Source records
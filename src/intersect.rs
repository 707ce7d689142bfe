use crate::consts::EPSILON;
use crate::solid::Solid;
use crate::vector::Vector;

/// A single crossing of a ray and a solid's surface.
///
/// The `solid` parameter is a non-owning reference back to the solid that
/// was hit, so the shader can ask it for surface optics and a refractive
/// index later.
#[derive(Copy, Clone, Debug)]
pub struct Intersection<'a> {
    /// The square of the distance from the vantage point to the
    /// intersection point.
    pub distance_squared: f64,

    /// The location of the intersection point.
    pub point: Vector,

    /// The unit vector perpendicular to the surface at `point`.
    pub surface_normal: Vector,

    /// The solid whose surface the ray crossed.
    pub solid: &'a Solid,

    /// An opaque token a solid may attach to pass surface detail from
    /// intersection finding to its optics lookup. Usually `None`.
    pub context: Option<usize>,

    /// Which piece of intersection code produced this entry; useful when
    /// debugging which of multiple surfaces was involved.
    pub tag: &'static str,
}

pub type IntersectionList<'a> = Vec<Intersection<'a>>;

/// The nearest entry of an intersection list, along with how many entries
/// were tied for nearest.
#[derive(Copy, Clone, Debug)]
pub struct ClosestIntersection<'a> {
    pub intersection: Intersection<'a>,

    /// The number of intersections within tolerance of the minimum
    /// distance. 1 is the common, unambiguous case.
    pub tally: usize,
}

/// Picks the intersection closest to the vantage point.
///
/// Returns `None` for an empty list. Otherwise the tally counts how many
/// entries lie within a small relative tolerance of the minimum distance:
/// a tally of 2 or more means the pick between them is arbitrary (for
/// example a ray passing through the exact edge where two surfaces meet),
/// and the caller should treat the result as ambiguous and defer to the
/// ambiguous-pixel resolution pass.
pub fn pick_closest_intersection<'a>(list: &[Intersection<'a>])
    -> Option<ClosestIntersection<'a>> {
    let mut closest = list.first()?;
    for candidate in &list[1..] {
        if candidate.distance_squared < closest.distance_squared {
            closest = candidate;
        }
    }

    // A relative tolerance that degrades to an absolute one close to the
    // vantage point.
    let tolerance = EPSILON * closest.distance_squared.max(1.0);
    let tally = list.iter()
        .filter(|x| x.distance_squared - closest.distance_squared < tolerance)
        .count();

    Some(ClosestIntersection { intersection: *closest, tally })
}

/* Tests */

#[cfg(test)]
fn dummy_intersection(solid: &Solid, distance_squared: f64) -> Intersection {
    Intersection {
        distance_squared,
        point: Default::default(),
        surface_normal: Vector::new(0.0, 0.0, 1.0),
        solid,
        context: None,
        tag: "test",
    }
}

#[test]
fn empty_list_picks_nothing() {
    let list: IntersectionList = Vec::new();

    assert!(pick_closest_intersection(&list).is_none());
}

#[test]
fn single_entry_is_unambiguous() {
    let sphere = Solid::sphere(Default::default(), 1.0);
    let list = vec![dummy_intersection(&sphere, 4.0)];

    let closest = pick_closest_intersection(&list).unwrap();
    assert_eq!(closest.tally, 1);
    assert_eq!(closest.intersection.distance_squared, 4.0);
}

#[test]
fn nearest_of_distinct_distances_wins() {
    let sphere = Solid::sphere(Default::default(), 1.0);
    let list = vec![
        dummy_intersection(&sphere, 9.0),
        dummy_intersection(&sphere, 4.0),
        dummy_intersection(&sphere, 16.0),
    ];

    let closest = pick_closest_intersection(&list).unwrap();
    assert_eq!(closest.tally, 1);
    assert_eq!(closest.intersection.distance_squared, 4.0);
}

#[test]
fn tied_distances_are_reported() {
    let sphere = Solid::sphere(Default::default(), 1.0);
    let list = vec![
        dummy_intersection(&sphere, 9.0),
        dummy_intersection(&sphere, 4.0),
        dummy_intersection(&sphere, 4.0),
    ];

    let closest = pick_closest_intersection(&list).unwrap();
    assert_eq!(closest.tally, 2);
    assert_eq!(closest.intersection.distance_squared, 4.0);
}

// Two identical spheres in the same place tie for every ray that hits
// them; the tie is reported, not hidden.
#[test]
fn coincident_spheres_are_ambiguous() {
    let center = Vector::new(0.0, 0.0, -10.0);
    let a = Solid::sphere(center, 2.0);
    let b = Solid::sphere(center, 2.0);

    let vantage = Vector::new(0.0, 0.0, 0.0);
    let direction = Vector::new(0.0, 0.0, -1.0);

    let mut list = IntersectionList::new();
    a.append_all_intersections(vantage, direction, &mut list);
    b.append_all_intersections(vantage, direction, &mut list);

    let closest = pick_closest_intersection(&list).unwrap();
    assert!(closest.tally >= 2);
}
/// Converts one floating point color component to a byte channel value,
/// scaled against the brightest component in the image and clamped to
/// the displayable range.
pub fn convert_pixel_value(color_component: f64, max_color_value: f64) -> u8 {
    let pixel_value = 255.0 * color_component / max_color_value;
    pixel_value.max(0.0).min(255.0) as u8
}

/* Tests */
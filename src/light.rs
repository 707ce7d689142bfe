use crate::color::Color;
use crate::vector::Vector;

/// A point light source.
///
/// All light sources are single points with an inherent color; luminosity
/// is folded into the color at construction (see `Color::rgb_scaled`).
/// There are no area lights, so shadows have hard edges.
#[derive(Clone, Debug, Default, PartialEq)]
pub struct LightSource {
    pub location: Vector,
    pub color: Color,
}

impl LightSource {
    pub fn new(location: Vector, color: Color) -> LightSource {
        LightSource { location, color }
    }
}
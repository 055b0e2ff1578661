//! Metric data types produced by the ingestion pipeline

use serde::Serialize;
use std::collections::BTreeMap;

/// Single sample: epoch-millisecond timestamp and a finite value
#[derive(Debug, Clone, Copy, PartialEq, Serialize)]
pub struct MetricPoint {
    pub timestamp: i64,
    pub value: f64,
}

/// Time series, ordered by non-decreasing timestamp
#[derive(Debug, Clone, Default, PartialEq, Serialize)]
pub struct MetricSeries {
    pub points: Vec<MetricPoint>,
}

impl MetricSeries {
    pub fn len(&self) -> usize {
        self.points.len()
    }

    pub fn is_empty(&self) -> bool {
        self.points.is_empty()
    }

    pub fn first(&self) -> Option<&MetricPoint> {
        self.points.first()
    }

    pub fn last(&self) -> Option<&MetricPoint> {
        self.points.last()
    }

    /// Arithmetic mean of the values, `None` for an empty series
    pub fn mean(&self) -> Option<f64> {
        if self.points.is_empty() {
            return None;
        }
        let sum: f64 = self.points.iter().map(|p| p.value).sum();
        let mean = sum / self.points.len() as f64;
        mean.is_finite().then_some(mean)
    }
}

/// Semantic category of a metric
#[derive(Debug, Clone, Copy, PartialEq, Eq, Hash, Serialize)]
#[serde(rename_all = "snake_case")]
pub enum MetricKind {
    ResponseTime,
    RequestRate,
    ErrorRate,
    Cpu,
    Memory,
    Unknown,
}

impl MetricKind {
    /// Display title for known kinds
    pub fn title(&self) -> Option<&'static str> {
        match self {
            MetricKind::Memory => Some("Memory Usage"),
            MetricKind::RequestRate => Some("Request Rate"),
            MetricKind::ResponseTime => Some("Response Time"),
            MetricKind::ErrorRate => Some("Error Rate"),
            MetricKind::Cpu => Some("CPU Usage"),
            MetricKind::Unknown => None,
        }
    }
}

/// How a metric's values should be rendered
#[derive(Debug, Clone, Copy, PartialEq, Eq, Serialize)]
#[serde(rename_all = "snake_case")]
pub enum DisplayFormat {
    Bytes,
    /// Requests per second
    Rate,
    /// Seconds
    Duration,
    /// Fraction in `[0, 1]`
    Percentage,
    Number,
}

/// Series with its semantic kind and presentation hints
#[derive(Debug, Clone, PartialEq, Serialize)]
pub struct ClassifiedMetric {
    pub key: String,
    pub kind: MetricKind,
    pub format: DisplayFormat,
    pub title: String,
    pub series: MetricSeries,
}

/// Live values by metric name; `None` marks an absent value
#[derive(Debug, Clone, Default, PartialEq, Serialize)]
#[serde(transparent)]
pub struct MetricSnapshot {
    values: BTreeMap<String, Option<f64>>,
}

impl MetricSnapshot {
    pub(crate) fn insert(&mut self, name: impl Into<String>, value: Option<f64>) {
        self.values
            .insert(name.into(), value.filter(|v| v.is_finite()));
    }

    /// Value of `name`, `None` when absent or unknown
    pub fn get(&self, name: &str) -> Option<f64> {
        self.values.get(name).copied().flatten()
    }

    pub fn contains(&self, name: &str) -> bool {
        self.values.contains_key(name)
    }

    pub fn iter(&self) -> impl Iterator<Item = (&str, Option<f64>)> {
        self.values.iter().map(|(k, v)| (k.as_str(), *v))
    }

    pub fn len(&self) -> usize {
        self.values.len()
    }

    pub fn is_empty(&self) -> bool {
        self.values.is_empty()
    }
}
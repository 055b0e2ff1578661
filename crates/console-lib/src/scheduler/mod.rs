//! Scheduling of metrics polling and discovery
//!
//! This module provides:
//! - [`PollScheduler`], which owns the recurring live-metrics refresh of
//!   the viewed service and publishes [`MetricsView`] snapshots
//! - The two-phase discovery flow (trigger, wait, reload)

mod poll;
mod view;


pub use poll::{PollScheduler, SchedulerConfig};
pub use view::MetricsView;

ASSIGNMENT: Exactly the lines above from the one with "example a ray" to the one with "let tolerance = EPSILON", both included, are to be quoted; leave the rest out.

COMPLETED TASK:
/// example a ray passing through the exact edge where two surfaces meet),
/// and the caller should treat the result as ambiguous and defer to the
/// ambiguous-pixel resolution pass.
pub fn pick_closest_intersection<'a>(list: &[Intersection<'a>])
    -> Option<ClosestIntersection<'a>> {
    let mut closest = list.first()?;
    for candidate in &list[1..] {
        if candidate.distance_squared < closest.distance_squared {
            closest = candidate;
        }
    }

    // A relative tolerance that degrades to an absolute one close to the
    // vantage point.
    let tolerance = EPSILON * closest.distance_squared.max(1.0);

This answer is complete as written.